Required action: Write out each entry again. Keep every word exactly as it is.
##### Input material #####
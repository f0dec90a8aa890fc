//! User preference codec.
//!
//! Settings are persisted as an encrypted JSON blob; this module only deals
//! with the JSON. Parsing is tolerant by design: preferences are never worth
//! failing an unlock over, so malformed input falls back to defaults,
//! unknown or wrong-typed fields are ignored, and out-of-range numbers are
//! clamped instead of rejected.

use serde::Serialize;
use serde_json::Value;

/// Auto-lock bounds in minutes.
const AUTO_LOCK_RANGE: (i64, i64) = (1, 60);

/// Clipboard-clear bounds in seconds.
const CLIPBOARD_CLEAR_RANGE: (i64, i64) = (10, 120);

/// User preferences stored inside the vault.
#[derive(Debug, Clone, Copy, PartialEq, Eq, Serialize)]
pub struct VaultSettings {
    /// Minutes of inactivity before the host locks the vault (1-60).
    pub auto_lock_minutes: u32,
    /// Whether the host clears the clipboard after copying a secret.
    pub clipboard_clear_enabled: bool,
    /// Seconds before the clipboard is cleared (10-120).
    pub clipboard_clear_seconds: u32,
}

impl Default for VaultSettings {
    fn default() -> Self {
        Self {
            auto_lock_minutes: 5,
            clipboard_clear_enabled: true,
            clipboard_clear_seconds: 30,
        }
    }
}

impl VaultSettings {
    /// Serializes to JSON. Deterministic: field order is fixed by the struct.
    #[must_use]
    pub fn to_json(&self) -> String {
        serde_json::to_string(self).expect("settings struct always serializes")
    }

    /// Parses settings JSON, tolerating anything.
    ///
    /// Non-object or malformed input yields the defaults. Fields that are
    /// absent or of the wrong type keep their defaults; integer fields are
    /// clamped to their documented ranges.
    #[must_use]
    pub fn from_json(json: &str) -> Self {
        let mut settings = Self::default();
        let Ok(Value::Object(map)) = serde_json::from_str::<Value>(json) else {
            return settings;
        };

        if let Some(minutes) = map.get("auto_lock_minutes").and_then(Value::as_i64) {
            settings.auto_lock_minutes =
                minutes.clamp(AUTO_LOCK_RANGE.0, AUTO_LOCK_RANGE.1) as u32;
        }
        if let Some(enabled) = map.get("clipboard_clear_enabled").and_then(Value::as_bool) {
            settings.clipboard_clear_enabled = enabled;
        }
        if let Some(seconds) = map.get("clipboard_clear_seconds").and_then(Value::as_i64) {
            settings.clipboard_clear_seconds =
                seconds.clamp(CLIPBOARD_CLEAR_RANGE.0, CLIPBOARD_CLEAR_RANGE.1) as u32;
        }
        settings
    }
}
//! Error types for the keyed page store.

use std::fmt;

/// Errors raised while opening, keying, or driving the page store.
#[derive(Debug)]
pub enum DbError {
    /// `SQLite` error.
    Sqlite(rusqlite::Error),
    /// `SQLCipher` is unavailable in the current build.
    CipherUnavailable,
    /// The supplied key failed page authentication on first read.
    ///
    /// Indistinguishable from a corrupt file without the right key; callers
    /// decide which interpretation applies.
    KeyRejected,
}

impl fmt::Display for DbError {
    fn fmt(&self, f: &mut fmt::Formatter<'_>) -> fmt::Result {
        match self {
            Self::Sqlite(err) => write!(f, "{err}"),
            Self::CipherUnavailable => write!(f, "sqlcipher not available"),
            Self::KeyRejected => write!(f, "page store rejected the encryption key"),
        }
    }
}

impl std::error::Error for DbError {
    fn source(&self) -> Option<&(dyn std::error::Error + 'static)> {
        match self {
            Self::Sqlite(err) => Some(err),
            _ => None,
        }
    }
}

impl From<rusqlite::Error> for DbError {
    fn from(err: rusqlite::Error) -> Self {
        Self::Sqlite(err)
    }
}

/// Result type for page store operations.
pub type DbResult<T> = Result<T, DbError>;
#####
Output for this task:
repository f0dec90a8aa890fc
//! User preference codec.
//!
//! Settings are persisted as an encrypted JSON blob; this module only deals
//! with the JSON. Parsing is tolerant by design: preferences are never worth
//! failing an unlock over, so malformed input falls back to defaults,
//! unknown or wrong-typed fields are ignored, and out-of-range numbers are
//! clamped instead of rejected.

use serde::Serialize;
use serde_json::Value;

/// Auto-lock bounds in minutes.
const AUTO_LOCK_RANGE: (i64, i64) = (1, 60);

/// Clipboard-clear bounds in seconds.
const CLIPBOARD_CLEAR_RANGE: (i64, i64) = (10, 120);

/// User preferences stored inside the vault.
#[derive(Debug, Clone, Copy, PartialEq, Eq, Serialize)]
pub struct VaultSettings {
    /// Minutes of inactivity before the host locks the vault (1-60).
    pub auto_lock_minutes: u32,
    /// Whether the host clears the clipboard after copying a secret.
    pub clipboard_clear_enabled: bool,
    /// Seconds before the clipboard is cleared (10-120).
    pub clipboard_clear_seconds: u32,
}

impl Default for VaultSettings {
    fn default() -> Self {
        Self {
            auto_lock_minutes: 5,
            clipboard_clear_enabled: true,
            clipboard_clear_seconds: 30,
        }
    }
}

impl VaultSettings {
    /// Serializes to JSON. Deterministic: field order is fixed by the struct.
    #[must_use]
    pub fn to_json(&self) -> String {
        serde_json::to_string(self).expect("settings struct always serializes")
    }

    /// Parses settings JSON, tolerating anything.
    ///
    /// Non-object or malformed input yields the defaults. Fields that are
    /// absent or of the wrong type keep their defaults; integer fields are
    /// clamped to their documented ranges.
    #[must_use]
    pub fn from_json(json: &str) -> Self {
        let mut settings = Self::default();
        let Ok(Value::Object(map)) = serde_json::from_str::<Value>(json) else {
            return settings;
        };

        if let Some(minutes) = map.get("auto_lock_minutes").and_then(Value::as_i64) {
            settings.auto_lock_minutes =
                minutes.clamp(AUTO_LOCK_RANGE.0, AUTO_LOCK_RANGE.1) as u32;
        }
        if let Some(enabled) = map.get("clipboard_clear_enabled").and_then(Value::as_bool) {
            settings.clipboard_clear_enabled = enabled;
        }
        if let Some(seconds) = map.get("clipboard_clear_seconds").and_then(Value::as_i64) {
            settings.clipboard_clear_seconds =
                seconds.clamp(CLIPBOARD_CLEAR_RANGE.0, CLIPBOARD_CLEAR_RANGE.1) as u32;
        }
        settings
    }
}
//! Error types for the keyed page store.

use std::fmt;

/// Errors raised while opening, keying, or driving the page store.
#[derive(Debug)]
pub enum DbError {
    /// `SQLite` error.
    Sqlite(rusqlite::Error),
    /// `SQLCipher` is unavailable in the current build.
    CipherUnavailable,
    /// The supplied key failed page authentication on first read.
    ///
    /// Indistinguishable from a corrupt file without the right key; callers
    /// decide which interpretation applies.
    KeyRejected,
}

impl fmt::Display for DbError {
    fn fmt(&self, f: &mut fmt::Formatter<'_>) -> fmt::Result {
        match self {
            Self::Sqlite(err) => write!(f, "{err}"),
            Self::CipherUnavailable => write!(f, "sqlcipher not available"),
            Self::KeyRejected => write!(f, "page store rejected the encryption key"),
        }
    }
}

impl std::error::Error for DbError {
    fn source(&self) -> Option<&(dyn std::error::Error + 'static)> {
        match self {
            Self::Sqlite(err) => Some(err),
            _ => None,
        }
    }
}

impl From<rusqlite::Error> for DbError {
    fn from(err: rusqlite::Error) -> Self {
        Self::Sqlite(err)
    }
}

/// Result type for page store operations.
pub type DbResult<T> = Result<T, DbError>;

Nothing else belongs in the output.